To avoid KeyError and if our dictionary needs to hold a list as a value, we can initialise this easily via

dic = defaultdict(list)

dict[key] = set()

If you want to set a set for a specific key so that no duplicate values are allowed for that key, declare it like this

dict[key] = set()
dict[key].add("hi")


# Map<String, Set<Integer>> map = new HashMap<>();
# map.put("key1", new HashSet<>());
# map.put("key2", new HashSet<>());

iterating through highest keys in descending order

You can iterate through the highest keys in a dictionary by using the sorted() function with the keys() method of the dictionary.

my_dict = {'a': 1, 'b': 2, 'c': 3, 'd': 4, 'e': 5}

# Get the highest keys in descending order
highest_keys = sorted(my_dict.keys(), reverse=True)

# Iterate through the highest keys
for key in highest_keys:
    value = my_dict[key]
    print(key, value)

Output:

e 5
d 4
c 3
b 2
a 1

So you are effectively not sorting the dictionary itself, but smartly sorting the keys in descending order in a list separately and passing that key to dict to get the value.

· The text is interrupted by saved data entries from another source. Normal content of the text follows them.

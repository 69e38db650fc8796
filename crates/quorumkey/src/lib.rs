//! # quorumkey
//!
//! client side of a threshold key network: resolve a login identity to a
//! public address, and recover its private key from custodian node shares.
//!
//! ## architecture
//!
//! ```text
//!        (verifier, verifier_id, id_token)
//!                     │
//!        ┌────────────┼────────────┐
//!        ▼            ▼            ▼
//!     ┌─────┐      ┌─────┐      ┌─────┐
//!     │node1│      │node2│ ...  │nodeN│   lookup / assign, quorum t
//!     └──┬──┘      └──┬──┘      └──┬──┘
//!        │  commitment signatures  │      keccak(id_token) + session key
//!        └──────┬─────┴─────┬──────┘
//!               ▼           ▼
//!         encrypted shares (≥ t)           ecdh → hkdf → chacha20poly1305
//!               │
//!               ▼
//!        ┌──────────────┐
//!        │ interpolate  │  checked against the looked-up key
//!        └──────┬───────┘
//!               │ + metadata nonce (mod n)
//!               ▼
//!        ┌──────────────┐
//!        │ private key  │
//!        └──────────────┘
//! ```
//!
//! ## security properties
//!
//! - the login token is only revealed after a quorum signed its commitment
//! - shares travel encrypted to a per-session key
//! - fewer than `t` shares reveal nothing about the key
//! - a reconstructed key is only returned if it matches the agreed public key
//! - the whole retrieval is bounded by a session timeout
//!
//! ## usage
//!
//! ```rust,ignore
//! use quorumkey::{Client, NetworkConfig};
//!
//! let network = NetworkConfig::load("network.toml")?;
//! let client = Client::from_network_config(&network)?;
//!
//! let lookup = client.resolve_public_address("google", "alice@example.com", false).await?;
//! println!("address: {}", lookup.address);
//!
//! let key = client
//!     .retrieve_shares("google", "alice@example.com", &id_token, serde_json::json!({}))
//!     .await?;
//! assert_eq!(key.public_address, lookup.address);
//! ```

pub mod client;
pub mod commitment;
pub mod config;
pub mod crypto;
pub mod curve;
pub mod error;
pub mod metadata;
pub mod quorum;
pub mod resolver;
pub mod retrieval;
pub mod rpc;
pub mod session;
pub mod vss;

#[cfg(feature = "network")]
pub mod network;

#[cfg(feature = "local")]
pub mod local;

pub use client::Client;
pub use config::{ClientConfig, NetworkConfig, NodeSet, RetryPolicy};
pub use error::{Error, Result};
pub use metadata::{MetadataService, Nonce};
pub use resolver::LookupResult;
pub use rpc::NodeRpc;
pub use session::FinalKeyMaterial;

sorted() with dictionary’s key and value

If we want to sort either dict’s key or value or both (.items()), we need to use sorted() first. Then, we pass what we want to sort (key, value, item) and a lambda function where we set the key parameter condition for sorting. If we want to sort based on the second index, we do

key = lambda x :x[1]

Also, very important that the sorted() produces a completely different list from the original list. We do not modify the original list so we have to declare another variable to get that new sorted list like

list = [3,2,4]
this_is_the_sorted_list = sorted(list)

If we don’t, there is no point because we didnt modify the list in the end. If you want to the original list to be modified, use sort() instead

citations.sort(reverse=True)

Anyway, For 베스트앨범, we first get the key and value from dicCount where value is in descending order, and we use that key from dicCount and pass that into the inner for loop, where we get dicOrder[key], which contains a tuple of (index,value). We sort here on the value here too so x[1] for key lambda. Lastly, we slice that new sorted list via [:2], which means we only get 0th and 1st element in that new list.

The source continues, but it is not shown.